━━━━━ Given entries

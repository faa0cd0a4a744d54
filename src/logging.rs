//! Tracing subscriber setup for `bosh-connect`.

use std::path::{Path, PathBuf};

use tracing_appender::non_blocking::WorkerGuard;
use tracing_subscriber::prelude::*;
use tracing_subscriber::EnvFilter;

/// How much to print on stderr.
#[derive(Debug, Clone, Copy, PartialEq, Eq)]
pub enum Verbosity {
    Quiet,
    /// `--verbose`: handshake progress.
    Default,
    /// `--verbose=wire`: also raw request/response bodies.
    Wire,
}

impl Verbosity {
    pub fn from_flag(value: Option<&str>) -> Self {
        match value {
            None => Verbosity::Quiet,
            Some("wire") => Verbosity::Wire,
            Some(_) => Verbosity::Default,
        }
    }

    fn directives(self) -> &'static str {
        match self {
            Verbosity::Quiet => "bosh_client=warn,bosh_connect=warn,warn",
            Verbosity::Default => "bosh_client=info,bosh_connect=info,warn",
            Verbosity::Wire => "bosh_client=debug,bosh::wire=debug,bosh_connect=info,warn",
        }
    }
}

/// Filter for one layer: `RUST_LOG` wins over the command line.
fn filter(verbosity: Verbosity) -> EnvFilter {
    if std::env::var("RUST_LOG").is_ok() {
        EnvFilter::from_default_env()
    } else {
        EnvFilter::new(verbosity.directives())
    }
}

/// Default directory for `--log-file` without a directory component.
pub fn default_log_dir() -> PathBuf {
    dirs::data_local_dir()
        .unwrap_or_else(|| PathBuf::from("."))
        .join("bosh-connect")
        .join("logs")
}

/// Install the global subscriber: stderr always, plus a daily-rotating file
/// when `log_file` is given. Keep the returned guard alive until exit or
/// buffered file lines are lost.
pub fn init(verbosity: Verbosity, log_file: Option<&Path>) -> Option<WorkerGuard> {
    let stderr_layer = tracing_subscriber::fmt::layer()
        .with_writer(std::io::stderr)
        .with_filter(filter(verbosity));

    let (file_layer, guard) = match log_file {
        Some(path) => {
            let dir = path
                .parent()
                .filter(|p| !p.as_os_str().is_empty())
                .map(Path::to_path_buf)
                .unwrap_or_else(default_log_dir);
            let file_name = path
                .file_name()
                .map(|n| n.to_string_lossy().into_owned())
                .unwrap_or_else(|| "bosh-connect.log".to_string());

            if let Err(e) = std::fs::create_dir_all(&dir) {
                eprintln!("Warning: could not create log directory '{}': {}", dir.display(), e);
            }

            let file_appender = tracing_appender::rolling::daily(&dir, file_name);
            let (non_blocking, guard) = tracing_appender::non_blocking(file_appender);
            let layer = tracing_subscriber::fmt::layer()
                .with_writer(non_blocking)
                .with_ansi(false)
                .with_filter(filter(Verbosity::Wire));
            (Some(layer), Some(guard))
        }
        None => (None, None),
    };

    tracing_subscriber::registry()
        .with(stderr_layer)
        .with(file_layer)
        .init();

    guard
}

#[cfg(test)]
mod tests {
    use super::*;

    #[test]
    fn test_verbosity_from_flag() {
        assert_eq!(Verbosity::from_flag(None), Verbosity::Quiet);
        assert_eq!(Verbosity::from_flag(Some("default")), Verbosity::Default);
        assert_eq!(Verbosity::from_flag(Some("wire")), Verbosity::Wire);
    }

    #[test]
    fn test_wire_directives_enable_wire_target() {
        assert!(Verbosity::Wire.directives().contains("bosh::wire=debug"));
        assert!(!Verbosity::Default.directives().contains("bosh::wire"));
    }

    #[test]
    fn test_default_log_dir_is_namespaced() {
        assert!(default_log_dir().ends_with("bosh-connect/logs"));
    }
}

━━━━━━━━━━

(Task statement) What's wanted is each line above, transcribed with nothing altered.

(Response to the exercise)
repository faa0cd0a4a744d54
filename src/logging.rs
//! Tracing subscriber setup for `bosh-connect`.

use std::path::{Path, PathBuf};

use tracing_appender::non_blocking::WorkerGuard;
use tracing_subscriber::prelude::*;
use tracing_subscriber::EnvFilter;

/// How much to print on stderr.
#[derive(Debug, Clone, Copy, PartialEq, Eq)]
pub enum Verbosity {
    Quiet,
    /// `--verbose`: handshake progress.
    Default,
    /// `--verbose=wire`: also raw request/response bodies.
    Wire,
}

impl Verbosity {
    pub fn from_flag(value: Option<&str>) -> Self {
        match value {
            None => Verbosity::Quiet,
            Some("wire") => Verbosity::Wire,
            Some(_) => Verbosity::Default,
        }
    }

    fn directives(self) -> &'static str {
        match self {
            Verbosity::Quiet => "bosh_client=warn,bosh_connect=warn,warn",
            Verbosity::Default => "bosh_client=info,bosh_connect=info,warn",
            Verbosity::Wire => "bosh_client=debug,bosh::wire=debug,bosh_connect=info,warn",
        }
    }
}

/// Filter for one layer: `RUST_LOG` wins over the command line.
fn filter(verbosity: Verbosity) -> EnvFilter {
    if std::env::var("RUST_LOG").is_ok() {
        EnvFilter::from_default_env()
    } else {
        EnvFilter::new(verbosity.directives())
    }
}

/// Default directory for `--log-file` without a directory component.
pub fn default_log_dir() -> PathBuf {
    dirs::data_local_dir()
        .unwrap_or_else(|| PathBuf::from("."))
        .join("bosh-connect")
        .join("logs")
}

/// Install the global subscriber: stderr always, plus a daily-rotating file
/// when `log_file` is given. Keep the returned guard alive until exit or
/// buffered file lines are lost.
pub fn init(verbosity: Verbosity, log_file: Option<&Path>) -> Option<WorkerGuard> {
    let stderr_layer = tracing_subscriber::fmt::layer()
        .with_writer(std::io::stderr)
        .with_filter(filter(verbosity));

    let (file_layer, guard) = match log_file {
        Some(path) => {
            let dir = path
                .parent()
                .filter(|p| !p.as_os_str().is_empty())
                .map(Path::to_path_buf)
                .unwrap_or_else(default_log_dir);
            let file_name = path
                .file_name()
                .map(|n| n.to_string_lossy().into_owned())
                .unwrap_or_else(|| "bosh-connect.log".to_string());

            if let Err(e) = std::fs::create_dir_all(&dir) {
                eprintln!("Warning: could not create log directory '{}': {}", dir.display(), e);
            }

            let file_appender = tracing_appender::rolling::daily(&dir, file_name);
            let (non_blocking, guard) = tracing_appender::non_blocking(file_appender);
            let layer = tracing_subscriber::fmt::layer()
                .with_writer(non_blocking)
                .with_ansi(false)
                .with_filter(filter(Verbosity::Wire));
            (Some(layer), Some(guard))
        }
        None => (None, None),
    };

    tracing_subscriber::registry()
        .with(stderr_layer)
        .with(file_layer)
        .init();

    guard
}

#[cfg(test)]
mod tests {
    use super::*;

    #[test]
    fn test_verbosity_from_flag() {
        assert_eq!(Verbosity::from_flag(None), Verbosity::Quiet);
        assert_eq!(Verbosity::from_flag(Some("default")), Verbosity::Default);
        assert_eq!(Verbosity::from_flag(Some("wire")), Verbosity::Wire);
    }

    #[test]
    fn test_wire_directives_enable_wire_target() {
        assert!(Verbosity::Wire.directives().contains("bosh::wire=debug"));
        assert!(!Verbosity::Default.directives().contains("bosh::wire"));
    }

    #[test]
    fn test_default_log_dir_is_namespaced() {
        assert!(default_log_dir().ends_with("bosh-connect/logs"));
    }
}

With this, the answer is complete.